# UV sterilization



## Magoo (Mar 15, 2011)

So I am battling an Algae bloom  I have been battling it for a couple weeks now. I have kept it at bay for the most part by cutting down on the lighting, feeding, etc. I have been surfing the web for a UV sterilizer and I was just curious as to anyone's thoughts on one. I have a guy in the area looking to get rid of one he used for a small pond. It is a 9watt. I think it should be big enough for my tank, a 38g. He's asking $20 for it which I thought was pretty cheap. He says it needs a new bulb though. I found those pretty cheap on Ebay. I guess I'll have to get a pump of some sort for it. I've never hooked one of these up before. Again, any info would be greatly appreciated. Below I have the link to the sterilizer I am interested in. 

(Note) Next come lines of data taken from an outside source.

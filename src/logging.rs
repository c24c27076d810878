use crate::config::AppConfig;
use tracing_appender::non_blocking::WorkerGuard;
use tracing_subscriber::{EnvFilter, fmt, prelude::*};

/// Install the global subscriber. Keep the returned guard alive for the
/// lifetime of the process or buffered file output is lost.
pub fn init_logging(config: &AppConfig) -> WorkerGuard {
    let file_appender = match config.rotation.as_str() {
        "hourly" => tracing_appender::rolling::hourly(&config.log_dir, &config.log_file),
        "daily" => tracing_appender::rolling::daily(&config.log_dir, &config.log_file),
        _ => tracing_appender::rolling::never(&config.log_dir, &config.log_file),
    };

    let (non_blocking, guard) = tracing_appender::non_blocking(file_appender);

    let filter = EnvFilter::try_from_default_env()
        .unwrap_or_else(|_| EnvFilter::new(filter_directives(config)));

    let registry = tracing_subscriber::registry().with(filter);

    if config.use_json {
        let file_layer = fmt::layer()
            .json()
            .with_target(true)
            .with_writer(non_blocking)
            .with_ansi(false);
        registry.with(file_layer).init();
    } else {
        let file_layer = fmt::layer()
            .with_target(false)
            .with_writer(non_blocking)
            .with_ansi(false);
        let stdout_layer = fmt::layer().with_target(false).with_ansi(true);
        registry.with(file_layer).with(stdout_layer).init();
    }

    guard
}

/// Config log level, with sqlx statement logging silenced unless tracing is on
fn filter_directives(config: &AppConfig) -> String {
    if config.enable_tracing {
        config.log_level.clone()
    } else {
        format!("{},sqlx=warn", config.log_level)
    }
}
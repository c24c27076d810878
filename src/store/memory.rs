//! In-memory ledger store
//!
//! All state sits behind one mutex, and every trait method is a single
//! critical section, so each call is atomic the same way a Postgres
//! transaction is. The lock is never held across an await point.

use std::collections::BTreeMap;
use std::sync::atomic::{AtomicBool, Ordering};
use std::sync::{Mutex, MutexGuard};

use async_trait::async_trait;
use chrono::{DateTime, Utc};
use rustc_hash::{FxHashMap, FxHashSet};

use super::{BalanceTotals, LedgerStore, clamp_history_limit};
use crate::core_types::SeqNum;
use crate::correction::types::{ApplyOutcome, CorrectionRequest, CorrectionStatus};
use crate::error::LedgerError;
use crate::invariant::InvariantAlert;
use crate::ledger::types::{
    AccountBalance, AccountId, AccountKind, AppendOutcome, DeadLetter, LedgerEntry,
    ReferenceType, TradeLookup,
};
use crate::reconciliation::types::{
    HistoryPoint, LatchClear, ReconciliationEvaluation, ReconciliationState, SafetyState,
};

type BalanceKey = (AccountId, String);

#[derive(Default)]
struct Inner {
    entries: FxHashMap<String, LedgerEntry>,
    /// Insertion order, used for trade lookups
    entry_order: Vec<String>,
    accounts: FxHashSet<BalanceKey>,
    balances: FxHashMap<BalanceKey, i64>,
    dead_letters: Vec<DeadLetter>,
    recon: BTreeMap<String, ReconciliationState>,
    safety: BTreeMap<String, SafetyState>,
    history: Vec<HistoryPoint>,
    next_history_id: i64,
    alerts: Vec<InvariantAlert>,
    corrections: FxHashMap<String, CorrectionRequest>,
}

impl Inner {
    /// Apply an entry that is known to be new. Every new balance is computed
    /// before anything is written, so an overflow leaves the store untouched.
    fn insert_entry(&mut self, entry: &LedgerEntry) -> Result<(), LedgerError> {
        let mut next: FxHashMap<BalanceKey, i64> = FxHashMap::default();
        for posting in &entry.postings {
            let key = (posting.account_id.clone(), posting.currency.clone());
            let current = match next.get(&key) {
                Some(balance) => *balance,
                None => self.balances.get(&key).copied().unwrap_or(0),
            };
            let updated = current
                .checked_add(posting.signed_delta())
                .ok_or(LedgerError::Overflow)?;
            next.insert(key, updated);
        }

        for (key, balance) in next {
            self.accounts.insert(key.clone());
            self.balances.insert(key, balance);
        }
        self.entry_order.push(entry.entry_id.clone());
        self.entries.insert(entry.entry_id.clone(), entry.clone());
        Ok(())
    }

    fn push_history(&mut self, evaluation: &ReconciliationEvaluation) {
        self.next_history_id += 1;
        self.history.push(HistoryPoint {
            id: self.next_history_id,
            evaluation: evaluation.clone(),
        });
    }

    fn posting_totals(&self) -> Result<FxHashMap<BalanceKey, i64>, LedgerError> {
        let mut totals: FxHashMap<BalanceKey, i64> = FxHashMap::default();
        for entry in self.entries.values() {
            for posting in &entry.postings {
                let total = totals
                    .entry((posting.account_id.clone(), posting.currency.clone()))
                    .or_insert(0);
                *total = total
                    .checked_add(posting.signed_delta())
                    .ok_or(LedgerError::Overflow)?;
            }
        }
        Ok(totals)
    }
}

/// Mutex-guarded store for tests and embedded use
pub struct InMemoryLedgerStore {
    inner: Mutex<Inner>,
    fail_writes: AtomicBool,
}

impl InMemoryLedgerStore {
    pub fn new() -> Self {
        Self {
            inner: Mutex::new(Inner::default()),
            fail_writes: AtomicBool::new(false),
        }
    }

    /// Make every entry append fail with a storage error until reset
    pub fn set_fail_writes(&self, fail: bool) {
        self.fail_writes.store(fail, Ordering::SeqCst);
    }

    fn lock(&self) -> Result<MutexGuard<'_, Inner>, LedgerError> {
        self.inner
            .lock()
            .map_err(|_| LedgerError::Storage("in-memory store lock poisoned".to_string()))
    }

    fn check_writable(&self) -> Result<(), LedgerError> {
        if self.fail_writes.load(Ordering::SeqCst) {
            return Err(LedgerError::Storage("injected write failure".to_string()));
        }
        Ok(())
    }

    /// Overwrite one materialized balance, bypassing postings
    #[cfg(test)]
    pub(crate) fn overwrite_balance(&self, account_id: &AccountId, balance: i64) {
        if let Ok(mut inner) = self.inner.lock() {
            let key = (account_id.clone(), account_id.currency().to_string());
            inner.accounts.insert(key.clone());
            inner.balances.insert(key, balance);
        }
    }
}

impl Default for InMemoryLedgerStore {
    fn default() -> Self {
        Self::new()
    }
}

fn to_balances(map: &FxHashMap<BalanceKey, i64>) -> Vec<AccountBalance> {
    let mut rows: Vec<AccountBalance> = map
        .iter()
        .map(|((account_id, currency), balance)| AccountBalance {
            account_id: account_id.clone(),
            currency: currency.clone(),
            balance: *balance,
        })
        .collect();
    rows.sort_by_key(|b| b.key());
    rows
}

fn advance(
    recon: &mut BTreeMap<String, ReconciliationState>,
    symbol: &str,
    at: DateTime<Utc>,
    bump: impl FnOnce(&mut ReconciliationState),
) -> ReconciliationState {
    let state = recon
        .entry(symbol.to_string())
        .or_insert_with(|| ReconciliationState::empty(symbol));
    bump(state);
    state.updated_at = Some(at);
    state.clone()
}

Fish Pond UV Sterilizer 9 Watt

*c/p*


----------



## jrman83 (Jul 9, 2010)

If you have algae in the water it will work on that. Will not do anything for algae on any type of surface. They are a good item to have in your tank, IMO. Other benefits from them. Not sure if that size is good for your tank or not, but I assume it is. If it requires you to pump water through it, make sure that you don't overpump. UVs are only effective is they have sufficient dwell time on the water, so slower flow through it and it will effect your water more efficiently.


----------



## Magoo (Mar 15, 2011)

Imo?!?


----------



## Gizmo (Dec 6, 2010)

IMO = in my opinion.

I would agree that a UV sterilizer is a great thing to have as backup hardware, and I would say the same about an air pump/air stone system (for different reasons). UV sterilizers work by zapping organic matter and living microbes in the water (like floating algae and protozoa) like an aquatic bug zapper. It's great for adding new fish, and nothing beats it when it comes to green water, but for any other type of algae it's completely useless.


----------



## Scuff (Aug 10, 2010)

Sure, it'll clear out the green water, but a better (and potentially cheaper) solution would be to find out what's causing the green water in the first place and fixing that.


----------



## susankat (Nov 15, 2008)

Also most uv's use powerheads to work. I have a 9v that I had for the 75 and bought a small powerhead to run it.


----------



## WhiteGloveAquatics (Sep 3, 2009)

wish mine ran off a powerhead, mag drive 9.5 here lol.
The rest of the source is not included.